** Work required **
Go through the listing below and return each line that includes "layer".

** Data to process **
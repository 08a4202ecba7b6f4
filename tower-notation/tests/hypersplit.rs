use std::sync::Arc;

use rand::{Rng, SeedableRng};
use rand_chacha::ChaCha20Rng;
use strum::IntoEnumIterator;
use tower_decimal::Decimal;
use tower_notation::prelude::*;

/// Lower both values to layer 0 with the same number of logarithms, then
/// compare relatively.
fn close(a: Decimal, b: Decimal) -> bool {
    let n = a.layer();
    let (x, y) = (a.iterated_log(Decimal::TEN, n), b.iterated_log(Decimal::TEN, n));
    (x - y).abs() <= x.abs() * 1e-9
}

#[test]
fn googol_scale_split() {
    let hyper = HypersplitNotation::default();
    let split = hyper.split(&Decimal::from(1e15));
    assert!((split.mantissa.to_f64() - 1.0).abs() < 1e-12);
    assert_eq!(split.exponent, Decimal::from(15));
    assert_eq!(split.tetration, Decimal::ZERO);
    assert_eq!(split.pentation, Decimal::ZERO);
}

#[test]
fn sampled_recombination() {
    let mut rng = ChaCha20Rng::seed_from_u64(0x5b1);
    let hyper = HypersplitNotation::default();
    for _ in 0..500 {
        let value = Decimal::from_log10(rng.random_range(0.0..300.0));
        let back = hyper.split(&value).recombine(Decimal::TEN);
        assert!(close(value, back), "{value} -> {back}");
    }
    for _ in 0..200 {
        let value = Decimal::TEN.tetrate(Decimal::from(rng.random_range(2.0..40.0)));
        let back = hyper.split(&value).recombine(Decimal::TEN);
        assert!(close(value, back), "{value} -> {back}");
    }
}

#[test]
fn recombination_in_other_bases() {
    let mut rng = ChaCha20Rng::seed_from_u64(0xba5e);
    for base in [2.0, 3.0, 16.0] {
        let base = Decimal::from(base);
        let hyper = HypersplitNotation::new(HypersplitConfig {
            base,
            maximums: [base; 3],
            ..HypersplitConfig::default()
        })
        .unwrap();
        for _ in 0..200 {
            let value = Decimal::from_log10(rng.random_range(0.0..250.0));
            let split = hyper.split(&value);
            assert!(split.mantissa < base || split.mantissa < Decimal::ONE, "{split:?}");
            let back = split.recombine(base);
            assert!(close(value, back), "{value} -> {back}");
        }
    }
}

#[test]
fn every_level_permutation_renders_each_component_once() {
    let levels: Vec<_> = HyperLevel::iter().collect();
    let mut orders = Vec::new();
    for &a in &levels {
        for &b in &levels {
            for &c in &levels {
                for &d in &levels {
                    let order = [a, b, c, d];
                    if levels.iter().all(|level| order.contains(level)) {
                        orders.push(order);
                    }
                }
            }
        }
    }
    assert_eq!(orders.len(), 24);

    let mut hyper = HypersplitNotation::default();
    for order in orders {
        hyper
            .reconfigure(|cfg| {
                cfg.order = order;
                cfg.show = [ShowPolicy::Always; 4];
                cfg.delimiters = [
                    ("m".to_string(), ";".to_string()),
                    ("e".to_string(), ";".to_string()),
                    ("t".to_string(), ";".to_string()),
                    ("p".to_string(), ";".to_string()),
                ];
            })
            .unwrap();
        let text = hyper.format(5);
        for part in ["m5;", "e0;", "t0;", "p0;"] {
            assert_eq!(text.matches(part).count(), 1, "{order:?}: {text}");
        }
        assert_eq!(text.len(), 12);
    }
}

#[test]
fn hidden_components_leave_no_delimiters() {
    let hyper = HypersplitNotation::default();
    assert_eq!(hyper.format(3), "3");
    assert_eq!(hyper.format(1e20), "1e20");
    let text = hyper.format(Decimal::from_parts(1, 2, 11.0));
    assert_eq!(text, "2T 1.1e1");
}

#[test]
fn inner_notations_format_components() {
    let mut hyper = HypersplitNotation::default();
    let mut exponent = FractionNotation::default();
    exponent
        .reconfigure(|cfg| cfg.show_unit_denominator = true)
        .unwrap();
    hyper
        .reconfigure(|cfg| cfg.notations[HyperLevel::Exponent.index()] = Arc::new(exponent))
        .unwrap();
    assert_eq!(hyper.format(1e20), "1e20/1");
}

#[test]
fn rollover_cap_bounds_work() {
    let mut hyper = HypersplitNotation::default();
    hyper.reconfigure(|cfg| cfg.max_rollovers = 1).unwrap();
    let split = hyper.split(&Decimal::from_parts(1, 2, 11.0));
    assert_eq!(split.tetration, Decimal::ZERO);
    assert!((split.exponent.to_f64() - 1e11).abs() < 1.0, "{split:?}");
}

#[test]
fn below_minimum_is_not_split() {
    let mut hyper = HypersplitNotation::default();
    hyper
        .reconfigure(|cfg| cfg.minimum = Decimal::from(1e30))
        .unwrap();
    let split = hyper.split(&Decimal::from(1e20));
    assert_eq!(split.mantissa, Decimal::from(1e20));
    assert_eq!(split.exponent, Decimal::ZERO);
}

** Finished task **
/// Lower both values to layer 0 with the same number of logarithms, then
    let n = a.layer();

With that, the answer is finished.